Repolitiser l’action publique était, pour moi, un moyen d’éviter que les habitants des quartiers ne trouvent une alternative dans la religion. C’est trop tard, on y est. Pour autant, je considère toujours que la priorité doit être donnée au politique, tant dans l’interprétation de la situation que dans les actions à mener. La situation actuelle est le produit de l’absence de sens. Les habitants ont rempli le vide par la religion, des théories du complot, des fantasmes antisémites, des trafics illégaux. Le seul moyen d’en sortir est de permettre aux habitants de devenir des acteurs, et de les intégrer à l’espace politique. Car la norme commune ne peut être acceptée si elle est vécue comme une domination.

Que proposez-vous ?

Des mesures qui remettent les gens en mouvement. Je suis partisan des politiques d’empowerment pour favoriser la participation des habitants à la vie économique, sociale, culturelle, communautaire… Elles seules peuvent permettre de construire un espace politique commun. Malheureusement, elles ne sont pas dans la tradition française. Les hommes politiques l’assimilent à du communautarisme. François Lamy, le premier ministre de la Ville du quinquennat socialiste, s’y est un peu intéressé ; pas ses successeurs. Autre difficulté, la prise de conscience qu’une priorité doit être donnée au politique n’est pas partagée. Je l’ai constaté lorsque j’ai été reçu par les députés après les attentats à Charlie Hebdo et à l’Hyper Cacher. Beaucoup, notamment parmi les plus âgés, pensent que la baisse du chômage résoudra la situation dans les quartiers. Mais on n’en est plus là.

Mais les habitants des quartiers veulent-ils être des acteurs sociaux ?

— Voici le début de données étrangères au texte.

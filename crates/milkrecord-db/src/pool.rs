//! # Local Store Handle
//!
//! Opens the shop's SQLite file and hands out repositories over one pool.
//!
//! ```text
//!   RecordWriter (caller task) ──┐
//!                                ├──► SqlitePool ──► milkrecord.db (+ -wal)
//!   SyncWorker (loop task) ──────┘
//! ```
//!
//! With WAL the sync loop can scan pending rows while a sale is being saved.
//! Writers still take SQLite's single write lock in turn; `busy_timeout`
//! bounds how long a save waits behind a status update.
//!
//! An in-memory store lives exactly as long as its one connection, so that
//! connection is pinned: never reaped when idle, never recycled.

use sqlx::sqlite::{SqliteConnectOptions, SqliteJournalMode, SqlitePoolOptions, SqliteSynchronous};
use sqlx::SqlitePool;
use std::fmt;
use std::path::{Path, PathBuf};
use std::str::FromStr;
use std::time::Duration;
use tracing::{debug, info};

use crate::error::{DbError, DbResult};
use crate::migrations;
use crate::repository::device::DeviceRepository;
use crate::repository::record::RecordRepository;
use crate::repository::sync_log::SyncLogRepository;

// =============================================================================
// Configuration
// =============================================================================

/// Where the record store lives.
#[derive(Debug, Clone, PartialEq, Eq)]
pub enum StoreLocation {
    File(PathBuf),
    /// Private to one process; gone when the pool closes.
    Memory,
}

impl fmt::Display for StoreLocation {
    fn fmt(&self, f: &mut fmt::Formatter<'_>) -> fmt::Result {
        match self {
            StoreLocation::File(path) => write!(f, "{}", path.display()),
            StoreLocation::Memory => f.write_str(":memory:"),
        }
    }
}

/// How to open the local store.
///
/// ```rust,ignore
/// let config = DbConfig::new(data_dir.join("milkrecord.db")).busy_timeout(Duration::from_secs(2));
/// ```
#[derive(Debug, Clone)]
pub struct DbConfig {
    pub location: StoreLocation,
    /// One counter plus the sync loop rarely need more than a few.
    pub max_connections: u32,
    /// How long a statement waits on SQLite's write lock.
    pub busy_timeout: Duration,
    /// How long a caller waits for a free pooled connection.
    pub acquire_timeout: Duration,
    pub run_migrations: bool,
}

impl DbConfig {
    /// A file-backed store, created on first open.
    pub fn new(path: impl Into<PathBuf>) -> Self {
        DbConfig {
            location: StoreLocation::File(path.into()),
            max_connections: 4,
            busy_timeout: Duration::from_secs(5),
            acquire_timeout: Duration::from_secs(10),
            run_migrations: true,
        }
    }

    /// A throwaway store for tests.
    pub fn in_memory() -> Self {
        DbConfig {
            location: StoreLocation::Memory,
            max_connections: 1,
            busy_timeout: Duration::from_secs(5),
            acquire_timeout: Duration::from_secs(5),
            run_migrations: true,
        }
    }

    /// Ignored for in-memory stores, which always use one connection.
    pub fn max_connections(mut self, max: u32) -> Self {
        if self.location != StoreLocation::Memory {
            self.max_connections = max.max(1);
        }
        self
    }

    pub fn busy_timeout(mut self, timeout: Duration) -> Self {
        self.busy_timeout = timeout;
        self
    }

    pub fn without_migrations(mut self) -> Self {
        self.run_migrations = false;
        self
    }

    /// The database file, if the store has one.
    pub fn path(&self) -> Option<&Path> {
        match &self.location {
            StoreLocation::File(path) => Some(path),
            StoreLocation::Memory => None,
        }
    }

    fn connect_options(&self) -> DbResult<SqliteConnectOptions> {
        let options = match &self.location {
            StoreLocation::File(path) => SqliteConnectOptions::new()
                .filename(path)
                .create_if_missing(true)
                .journal_mode(SqliteJournalMode::Wal)
                .synchronous(SqliteSynchronous::Normal),
            StoreLocation::Memory => SqliteConnectOptions::from_str("sqlite::memory:")
                .map_err(|e| DbError::ConnectionFailed(e.to_string()))?,
        };

        Ok(options.foreign_keys(true).busy_timeout(self.busy_timeout))
    }

    fn pool_options(&self) -> SqlitePoolOptions {
        let options = SqlitePoolOptions::new()
            .max_connections(self.max_connections)
            .acquire_timeout(self.acquire_timeout);

        match self.location {
            StoreLocation::File(_) => options.idle_timeout(Some(Duration::from_secs(600))),
            StoreLocation::Memory => options
                .min_connections(1)
                .idle_timeout(None)
                .max_lifetime(None),
        }
    }
}

// =============================================================================
// Database
// =============================================================================

/// Handle to the local store. Clones share the pool.
#[derive(Debug, Clone)]
pub struct Database {
    pool: SqlitePool,
}

impl Database {
    /// Opens the store and, unless disabled, brings its schema up to date.
    pub async fn new(config: DbConfig) -> DbResult<Self> {
        info!(location = %config.location, "Opening local record store");

        let connect_options = config.connect_options()?;
        let pool = config
            .pool_options()
            .connect_with(connect_options)
            .await
            .map_err(|e| DbError::ConnectionFailed(e.to_string()))?;

        debug!(
            max_connections = config.max_connections,
            busy_timeout = ?config.busy_timeout,
            "Record store pool ready"
        );

        let db = Database { pool };

        if config.run_migrations {
            db.run_migrations().await?;
        }

        Ok(db)
    }

    pub async fn run_migrations(&self) -> DbResult<()> {
        migrations::run_migrations(&self.pool).await
    }

    /// Raw pool access. Repositories cover everything the engine needs.
    pub fn pool(&self) -> &SqlitePool {
        &self.pool
    }

    pub fn records(&self) -> RecordRepository {
        RecordRepository::new(self.pool.clone())
    }

    pub fn sync_log(&self) -> SyncLogRepository {
        SyncLogRepository::new(self.pool.clone())
    }

    pub fn device(&self) -> DeviceRepository {
        DeviceRepository::new(self.pool.clone())
    }

    /// Closes every connection. Repository calls fail afterwards.
    pub async fn close(&self) {
        info!("Closing local record store");
        self.pool.close().await;
    }

    pub async fn health_check(&self) -> bool {
        sqlx::query("SELECT 1").execute(&self.pool).await.is_ok()
    }
}

// =============================================================================
// Unit Tests
// =============================================================================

Je ne dis pas que ce sera facile. Pour que des programmes d’empowerment prennent corps, il faut que les individus aient des ressources culturelles suffisantes pour se (re)construire. Or les habitants des quartiers se sont énormément appauvris et beaucoup n’ont plus ces ressources aujourd’hui. Certains même ont développé une hostilité à l’égard de l’action politique ou à l’idée d’être des acteurs sociaux. Ils ont basculé dans autre chose, une culture de la débrouille et du clientélisme, avec la religion comme grille d’explication et la famille comme cadre de référence. Mais je ne vois pas d’autre solution que de favoriser la mise en mouvement de la population. Et il y a urgence à le faire, avant que la proportion d’habitants qui ne se sentent plus français ne soit trop importante.

Didier Lapeyronnie

Professeur de sociologie à l’université Paris 4 (Sorbonne), Didier Lapeyronnie observe la transformation des quartiers populaires depuis trente ans. Il est le premier, en 2008, à avoir décrit la constitution de ghettos urbains. Dans Refaire la cité (Éd. Seuil, 2013), coécrit avec le sociologue Michel Kokoreff, il appelait à une réinvention, et À une repolitisation, de la politique des banlieues.